Major Pedagogical Points Covered by Mr. Cobb
Though I wish I had the opportunity to attend sessions like this more frequently (work, family, and distance all factor against a person as they get older!), I have done some summaries of classes by other major double bass figures in the past, including a post about Chicago Symphony principal bassist Joe Guastafeste and another post about Boston Symphony principal bassist Ed Barker (this post was one of my very first extended blog posts, so be kind if you happen to click through!).
The Northwestern students performing in this master class did an excellent job, and Tim discussed some of the following topics in this master class (which I unfortunately had to cut out of early due to the 10,000 random freelancer jobs I do on a daily basis):
- Pacing and phrasing – finding good tempos for Bach (Tim prefers slower tempos these days)
- Taking time at the ends of phrases – letting the music breathe before continuing extended phrase structures
- Choosing when to dynamically paint the musical contour (louder when higher, softer when lower)
- Shifting concepts
- Bow speed
- Keeping the thumb down while playing in thumb position
- Proximity of bow to bridge (exploring the area closer to the bridge)

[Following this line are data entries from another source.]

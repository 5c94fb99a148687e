//! Query term extraction.
//!
//! [`extract_terms`] turns a free-text query into an ordered list of
//! candidate search terms: the whole normalized query first, then shorter
//! phrases, then single words. Keyword search walks the list in order and
//! stops once it has enough hits, so the order is significant.

use std::collections::{HashMap, HashSet};
use std::sync::LazyLock;

/// Punctuation removed from the end of the query and from token edges.
const TERMINAL_PUNCTUATION: [char; 4] = ['?', '!', '.', ','];

/// Longest phrase window tried after the full query.
const MAX_WINDOW: usize = 4;

/// Shortest phrase window.
const MIN_WINDOW: usize = 2;

/// Single words shorter than this are not searched on their own.
const MIN_WORD_CHARS: usize = 3;

/// Transliterations and English words mapped to the Hebrew used in the corpus.
static TRANSLATIONS: LazyLock<HashMap<&'static str, &'static str>> = LazyLock::new(|| {
    HashMap::from([
        // Transliterations
        ("shabbos", "שבת"),
        ("shabbat", "שבת"),
        ("shabbes", "שבת"),
        ("teshuvah", "תשובה"),
        ("teshuva", "תשובה"),
        ("malchus", "מלכות"),
        ("malchut", "מלכות"),
        ("emunah", "אמונה"),
        ("bitachon", "בטחון"),
        ("tzimtzum", "צמצום"),
        ("bittul", "ביטול"),
        ("chassidus", "חסידות"),
        ("chasidus", "חסידות"),
        ("tanya", "תניא"),
        ("mitzvah", "מצוה"),
        ("mitzvos", "מצות"),
        ("torah", "תורה"),
        ("moshiach", "משיח"),
        ("mashiach", "משיח"),
        ("geulah", "גאולה"),
        ("galus", "גלות"),
        ("tefillah", "תפילה"),
        ("davening", "תפילה"),
        ("simcha", "שמחה"),
        ("avodah", "עבודה"),
        ("sefiros", "ספירות"),
        ("neshamah", "נשמה"),
        ("neshama", "נשמה"),
        ("ahavah", "אהבה"),
        ("yirah", "יראה"),
        ("hisbonenus", "התבוננות"),
        ("elokus", "אלקות"),
        ("yechidus", "יחידות"),
        ("kabbalah", "קבלה"),
        ("mesirus", "מסירות"),
        ("nefesh", "נפש"),
        ("ohr", "אור"),
        ("ein", "אין"),
        ("sof", "סוף"),
        ("pesach", "פסח"),
        ("sukkos", "סוכות"),
        ("chanukah", "חנוכה"),
        ("purim", "פורים"),
        ("rebbe", "רבי"),
        ("farbrengen", "התוועדות"),
        ("maamar", "מאמר"),
        ("sicha", "שיחה"),
        // English
        ("sabbath", "שבת"),
        ("repentance", "תשובה"),
        ("kingship", "מלכות"),
        ("faith", "אמונה"),
        ("trust", "בטחון"),
        ("contraction", "צמצום"),
        ("nullification", "ביטול"),
        ("commandment", "מצוה"),
        ("messiah", "משיח"),
        ("redemption", "גאולה"),
        ("exile", "גלות"),
        ("prayer", "תפילה"),
        ("joy", "שמחה"),
        ("service", "עבודה"),
        ("soul", "נשמה"),
        ("love", "אהבה"),
        ("awe", "יראה"),
        ("fear", "יראה"),
        ("contemplation", "התבוננות"),
        ("divinity", "אלקות"),
        ("godliness", "אלקות"),
        ("humility", "ענוה"),
        ("light", "אור"),
    ])
});

/// Function words in Hebrew and English that are never searched for.
static STOP_WORDS: LazyLock<HashSet<&'static str>> = LazyLock::new(|| {
    HashSet::from([
        // Hebrew
        "של", "את", "על", "אל", "עם", "מן", "גם", "כי", "אם", "או", "לא", "זה", "זו", "זאת",
        "הוא", "היא", "הם", "הן", "יש", "אין", "כל", "אשר", "מה", "מהו", "מהי", "מי", "איך",
        "למה", "מדוע", "כמו", "בין", "רק", "עוד", "אבל", "כן", "שם", "פה", "לי", "לו", "לה",
        "ב", "ל", "ה", "ו", "ש", "מ", "כ",
        // English
        "a", "an", "the", "of", "in", "on", "at", "to", "for", "from", "by", "with", "about",
        "and", "or", "but", "is", "are", "was", "were", "be", "been", "it", "its", "this",
        "that", "these", "those", "what", "which", "who", "whom", "how", "why", "when", "where",
        "do", "does", "did", "me", "my", "i", "you", "your", "tell", "explain", "say", "says",
        "mean", "means", "meaning", "according", "please",
    ])
});

/// Look up the Hebrew form of a transliterated or English word.
pub fn translate(word: &str) -> Option<&'static str> {
    TRANSLATIONS.get(word.to_lowercase().as_str()).copied()
}

/// Whether `word` is a stop word, ignoring case.
pub fn is_stop_word(word: &str) -> bool {
    STOP_WORDS.contains(word.to_lowercase().as_str())
}

/// Normalize a query into search tokens: punctuation stripped, translated,
/// stop words removed.
pub fn normalize_tokens(query: &str) -> Vec<String> {
    query
        .trim()
        .trim_end_matches(TERMINAL_PUNCTUATION)
        .split_whitespace()
        .map(|token| token.trim_matches(TERMINAL_PUNCTUATION))
        .filter(|token| !token.is_empty())
        .map(|token| translate(token).map(str::to_string).unwrap_or_else(|| token.to_string()))
        .filter(|token| !is_stop_word(token))
        .collect()
}

/// Extract candidate search terms from a query, most specific first.
///
/// The list holds, without duplicates: the whole normalized query, every
/// phrase of four, three and then two consecutive tokens, and every token
/// of at least three characters. A query that yields nothing falls back to
/// `[query]`, so the result is never empty.
pub fn extract_terms(query: &str) -> Vec<String> {
    let tokens = normalize_tokens(query);

    let mut seen = HashSet::new();
    let mut terms = Vec::new();
    let mut push = |term: String| {
        if seen.insert(term.clone()) {
            terms.push(term);
        }
    };

    if !tokens.is_empty() {
        push(tokens.join(" "));
    }

    for size in (MIN_WINDOW..=MAX_WINDOW.min(tokens.len())).rev() {
        for window in tokens.windows(size) {
            push(window.join(" "));
        }
    }

    for token in &tokens {
        if token.chars().count() >= MIN_WORD_CHARS {
            push(token.clone());
        }
    }

    if terms.is_empty() {
        terms.push(query.to_string());
    }
    terms
}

- Using a wide dynamic spectrum
- Developing a wide bow placement palette
More Master Classes at Northwestern to Come
It’s really great to see double bass activities of this caliber occurring at Northwestern University. I’m a graduate of this institution twice over, and (though some people have accused me in the past of being overly critical of Northwestern’s music school in posts like Northwestern’s School of Music is Falling Apart… Literally!), I’m overjoyed to see Peter Lloyd bring this kind of energy and vitality to this institution through ispiring double bass events such as these. Kudos, Peter!